TASK OBJECTIVE
From the entries below, copy out every line with "ProtocolError" in it.

RAW DATA
***
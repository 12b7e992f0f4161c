//! Accept loop, command dispatch, and reply emission.
//!
//! The server owns the engine, the listening socket, the connection
//! registry, and the store. Its dispatch callback is the engine's single
//! registered completion handler, keyed on `IoKind`.

use crate::config::PORT;
use crate::connection::{Connection, ConnectionRegistry};
use crate::resp::{self, ParseItem};
use crate::runtime::engine::{Engine, IoKind, IoResult, OpKind};
use crate::signal;
use crate::store::Store;
use std::io;
use std::net::SocketAddr;
use std::os::unix::io::{AsRawFd, RawFd};
use tracing::{debug, info, warn};

/// Outcome of parsing and dispatching one frame.
enum ProcessOutcome {
    /// `conn.reply_buf` holds an encoded reply; write it out.
    Reply,
    /// Parsed successfully but this frame shape produces no wire reply.
    NoReply,
    /// The frame failed to parse. Carries the RESP error message to send
    /// back before closing this connection only.
    ProtocolError(String),
}

/// The server singleton: engine, listening socket, connections, store.
pub struct Server {
    engine: Engine,
    listener: socket2::Socket,
    connections: ConnectionRegistry,
    store: Store,
}

impl Server {
    /// Bind `[::]:6379` dual-stack with `SO_REUSEPORT` and construct the
    /// engine. Does not yet submit the first accept or start the loop.
    pub fn bind() -> Result<Self, crate::error::RingError> {
        let engine = Engine::new()?;

        let addr: SocketAddr = format!("[::]:{PORT}")
            .parse()
            .expect("static listen address is well-formed");

        let listener = socket2::Socket::new(
            socket2::Domain::IPV6,
            socket2::Type::STREAM,
            Some(socket2::Protocol::TCP),
        )?;
        listener.set_only_v6(false)?;
        listener.set_reuse_address(true)?;
        listener.set_reuse_port(true)?;
        listener.set_nonblocking(true)?;
        listener.bind(&addr.into())?;
        listener.listen(1024)?;

        info!(address = %addr, "listening");

        Ok(Self {
            engine,
            listener,
            connections: ConnectionRegistry::new(),
            store: Store::new(),
        })
    }

    /// Install signal handlers, arm the first accept, and run the event
    /// loop until the running flag is cleared.
    pub fn run(self) -> io::Result<()> {
        signal::install()?;

        let Server {
            mut engine,
            listener,
            mut connections,
            mut store,
        } = self;

        let listen_fd = listener.as_raw_fd();
        engine.accept(listen_fd)?;

        engine.enter(move |engine, op, result| {
            dispatch(engine, listen_fd, &mut connections, &mut store, op, result)
        })
    }
}

/// The single dispatch entry point, keyed on the completed op's kind.
fn dispatch(
    engine: &mut Engine,
    listen_fd: RawFd,
    connections: &mut ConnectionRegistry,
    store: &mut Store,
    op: OpKind,
    result: IoResult,
) -> io::Result<()> {
    match op.kind() {
        IoKind::Accept => {
            // Always re-arm accept, regardless of this completion's outcome.
            engine.accept(listen_fd)?;

            if result.res < 0 {
                warn!(error = %result.errno().unwrap(), "accept failed");
                return Ok(());
            }

            let fd = result.res as RawFd;
            let conn_id = connections.insert(Connection::new(fd));
            debug!(conn_id, fd, "accepted connection");
            engine.recv(conn_id, fd)?;
        }

        IoKind::Recv => {
            let conn_id = op.conn_id().expect("recv op always carries a conn_id");

            if result.res < 0 {
                // Abandon the connection; see the open question this
                // resolves in the design notes.
                warn!(conn_id, error = %result.errno().unwrap(), "recv failed, abandoning connection");
                return Ok(());
            }

            if result.res == 0 {
                if let Some(conn) = connections.get(conn_id) {
                    engine.close(conn_id, conn.fd)?;
                }
                return Ok(());
            }

            let data = result.buf.unwrap_or(&[]);
            let outcome = {
                let conn = match connections.get_mut(conn_id) {
                    Some(c) => c,
                    None => return Ok(()),
                };
                process(conn, store, data)
            };

            let conn = match connections.get(conn_id) {
                Some(c) => c,
                None => return Ok(()),
            };

            match outcome {
                ProcessOutcome::Reply => {
                    engine.write(conn_id, conn.fd, &conn.reply_buf, 0)?;
                    engine.recv(conn_id, conn.fd)?;
                }
                ProcessOutcome::NoReply => {
                    engine.recv(conn_id, conn.fd)?;
                }
                ProcessOutcome::ProtocolError(msg) => {
                    warn!(conn_id, %msg, "protocol error, closing connection");
                    engine.write(conn_id, conn.fd, &conn.reply_buf, 0)?;
                    engine.close(conn_id, conn.fd)?;
                }
            }
        }

        IoKind::Close => {
            if let Some(conn_id) = op.conn_id() {
                if connections.remove(conn_id).is_some() {
                    debug!(conn_id, "connection closed");
                }
            }
        }

        IoKind::Write | IoKind::Read | IoKind::Nop => {
            if result.is_err() {
                if let Some(err) = result.errno() {
                    warn!(kind = ?op.kind(), error = %err, "operation failed");
                }
            }
        }
    }

    Ok(())
}

/// Parse one frame from `data` and dispatch it against `store`, writing
/// any reply into `conn.reply_buf`.
fn process(conn: &mut Connection, store: &mut Store, data: &[u8]) -> ProcessOutcome {
    conn.reply_buf.clear();

    let item = match resp::parse(data) {
        Ok((item, _consumed)) => item,
        Err(e) => {
            resp::encode_error(&mut conn.reply_buf, &format!("ERR {e}"));
            return ProcessOutcome::ProtocolError(e.0.to_string());
        }
    };

    match &item {
        ParseItem::String(s) if s.starts_with(b"PING") => {
            resp::encode_simple(&mut conn.reply_buf, b"PONG");
            ProcessOutcome::Reply
        }
        ParseItem::List(items) if !items.is_empty() => dispatch_command(conn, store, items),
        _ => ProcessOutcome::NoReply,
    }
}

fn dispatch_command(conn: &mut Connection, store: &mut Store, items: &[ParseItem]) -> ProcessOutcome {
    let cmd = match as_bytes(&items[0]) {
        Some(b) => b,
        None => return ProcessOutcome::NoReply,
    };

    match cmd {
        b"PING" => {
            resp::encode_simple(&mut conn.reply_buf, b"PONG");
            ProcessOutcome::Reply
        }
        b"CLIENT" => {
            if items.len() >= 3 {
                if let Some(sub) = as_bytes(&items[1]) {
                    if sub == b"SETNAME" {
                        if let Some(name) = as_bytes(&items[2]) {
                            conn.client_name = Some(String::from_utf8_lossy(name).into_owned());
                        }
                    } else if sub == b"SETINFO" {
                        if let Some(value) = as_bytes(&items[2]) {
                            conn.client_version = Some(String::from_utf8_lossy(value).into_owned());
                        }
                    }
                }
            }
            resp::encode_simple(&mut conn.reply_buf, b"OK");
            ProcessOutcome::Reply
        }
        b"SET" if items.len() >= 3 => {
            match (as_bytes(&items[1]), as_bytes(&items[2])) {
                (Some(key), Some(value)) => {
                    store.set(key, value);
                    resp::encode_simple(&mut conn.reply_buf, b"OK");
                }
                _ => resp::encode_simple(&mut conn.reply_buf, b"OK"),
            }
            ProcessOutcome::Reply
        }
        b"GET" if items.len() >= 2 => {
            match as_bytes(&items[1]) {
                Some(key) => match store.get(key) {
                    Some(value) => resp::encode_bulk(&mut conn.reply_buf, value),
                    None => resp::encode_nil(&mut conn.reply_buf),
                },
                None => resp::encode_nil(&mut conn.reply_buf),
            }
            ProcessOutcome::Reply
        }
        b"DEL" if items.len() >= 2 => {
            let keys: Vec<&[u8]> = items[1..].iter().filter_map(as_bytes).collect();
            let n = store.del(&keys);
            resp::encode_integer(&mut conn.reply_buf, n);
            ProcessOutcome::Reply
        }
        b"EXISTS" if items.len() >= 2 => {
            let keys: Vec<&[u8]> = items[1..].iter().filter_map(as_bytes).collect();
            let n = store.exists(&keys);
            resp::encode_integer(&mut conn.reply_buf, n);
            ProcessOutcome::Reply
        }
        b"COMMAND" => {
            resp::encode_empty_array(&mut conn.reply_buf);
            ProcessOutcome::Reply
        }
        _ => {
            resp::encode_simple(&mut conn.reply_buf, b"OK");
            ProcessOutcome::Reply
        }
    }
}

fn as_bytes<'a>(item: &ParseItem<'a>) -> Option<&'a [u8]> {
    match item {
        ParseItem::String(s) => Some(s),
        _ => None,
    }
}

#[cfg(test)]
mod tests {
    use super::*;

    fn new_conn() -> Connection {
        Connection::new(-1)
    }

    #[test]
    fn inline_ping_replies_pong() {
        let mut conn = new_conn();
        let mut store = Store::new();
        let outcome = process(&mut conn, &mut store, b"+PING\r\n");
        assert!(matches!(outcome, ProcessOutcome::Reply));
        assert_eq!(&conn.reply_buf[..], b"+PONG\r\n");
    }

    #[test]
    fn array_ping_replies_pong() {
        let mut conn = new_conn();
        let mut store = Store::new();
        let outcome = process(&mut conn, &mut store, b"*1\r\n$4\r\nPING\r\n");
        assert!(matches!(outcome, ProcessOutcome::Reply));
        assert_eq!(&conn.reply_buf[..], b"+PONG\r\n");
    }

    #[test]
    fn set_then_get_roundtrip() {
        let mut conn = new_conn();
        let mut store = Store::new();

        let set_outcome = process(
            &mut conn,
            &mut store,
            b"*3\r\n$3\r\nSET\r\n$3\r\nfoo\r\n$3\r\nbar\r\n",
        );
        assert!(matches!(set_outcome, ProcessOutcome::Reply));
        assert_eq!(&conn.reply_buf[..], b"+OK\r\n");

        let get_outcome = process(&mut conn, &mut store, b"*2\r\n$3\r\nGET\r\n$3\r\nfoo\r\n");
        assert!(matches!(get_outcome, ProcessOutcome::Reply));
        assert_eq!(&conn.reply_buf[..], b"$3\r\nbar\r\n");
    }

    #[test]
    fn get_before_set_replies_nil() {
        let mut conn = new_conn();
        let mut store = Store::new();
        process(&mut conn, &mut store, b"*2\r\n$3\r\nGET\r\n$3\r\nfoo\r\n");
        assert_eq!(&conn.reply_buf[..], b"$-1\r\n");
    }

    #[test]
    fn client_setname_replies_ok_and_records_name() {
        let mut conn = new_conn();
        let mut store = Store::new();
        let outcome = process(
            &mut conn,
            &mut store,
            b"*3\r\n$6\r\nCLIENT\r\n$7\r\nSETNAME\r\n$3\r\nfoo\r\n",
        );
        assert!(matches!(outcome, ProcessOutcome::Reply));
        assert_eq!(&conn.reply_buf[..], b"+OK\r\n");
        assert_eq!(conn.client_name.as_deref(), Some("foo"));
    }

    #[test]
    fn client_setname_two_arg_form_replies_ok() {
        let mut conn = new_conn();
        let mut store = Store::new();
        let outcome = process(&mut conn, &mut store, b"*2\r\n$6\r\nCLIENT\r\n$7\r\nSETNAME\r\n");
        assert!(matches!(outcome, ProcessOutcome::Reply));
        assert_eq!(&conn.reply_buf[..], b"+OK\r\n");
    }

    #[test]
    fn unknown_command_replies_ok() {
        let mut conn = new_conn();
        let mut store = Store::new();
        let outcome = process(&mut conn, &mut store, b"*1\r\n$4\r\nNOPE\r\n");
        assert!(matches!(outcome, ProcessOutcome::Reply));
        assert_eq!(&conn.reply_buf[..], b"+OK\r\n");
    }

    #[test]
    fn del_and_exists_report_counts() {
        let mut conn = new_conn();
        let mut store = Store::new();
        process(&mut conn, &mut store, b"*3\r\n$3\r\nSET\r\n$1\r\na\r\n$1\r\n1\r\n");

        let exists = process(&mut conn, &mut store, b"*3\r\n$6\r\nEXISTS\r\n$1\r\na\r\n$1\r\nb\r\n");
        assert!(matches!(exists, ProcessOutcome::Reply));
        assert_eq!(&conn.reply_buf[..], b":1\r\n");

        let del = process(&mut conn, &mut store, b"*2\r\n$3\r\nDEL\r\n$1\r\na\r\n");
        assert_eq!(&conn.reply_buf[..], b":1\r\n");
        let _ = del;
    }

    #[test]
    fn a_bare_integer_frame_produces_no_reply() {
        let mut conn = new_conn();
        let mut store = Store::new();
        let outcome = process(&mut conn, &mut store, b":5\r\n");
        assert!(matches!(outcome, ProcessOutcome::NoReply));
        assert!(conn.reply_buf.is_empty());
    }

    #[test]
    fn malformed_input_produces_a_protocol_error_reply() {
        let mut conn = new_conn();
        let mut store = Store::new();
        let outcome = process(&mut conn, &mut store, b"$5\r\nabXXX");
        assert!(matches!(outcome, ProcessOutcome::ProtocolError(_)));
        assert!(conn.reply_buf.starts_with(b"-ERR "));
    }
}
***
REPLY TO THE EXERCISE
    ProtocolError(String),
                ProcessOutcome::ProtocolError(msg) => {
            return ProcessOutcome::ProtocolError(e.0.to_string());
        assert!(matches!(outcome, ProcessOutcome::ProtocolError(_)));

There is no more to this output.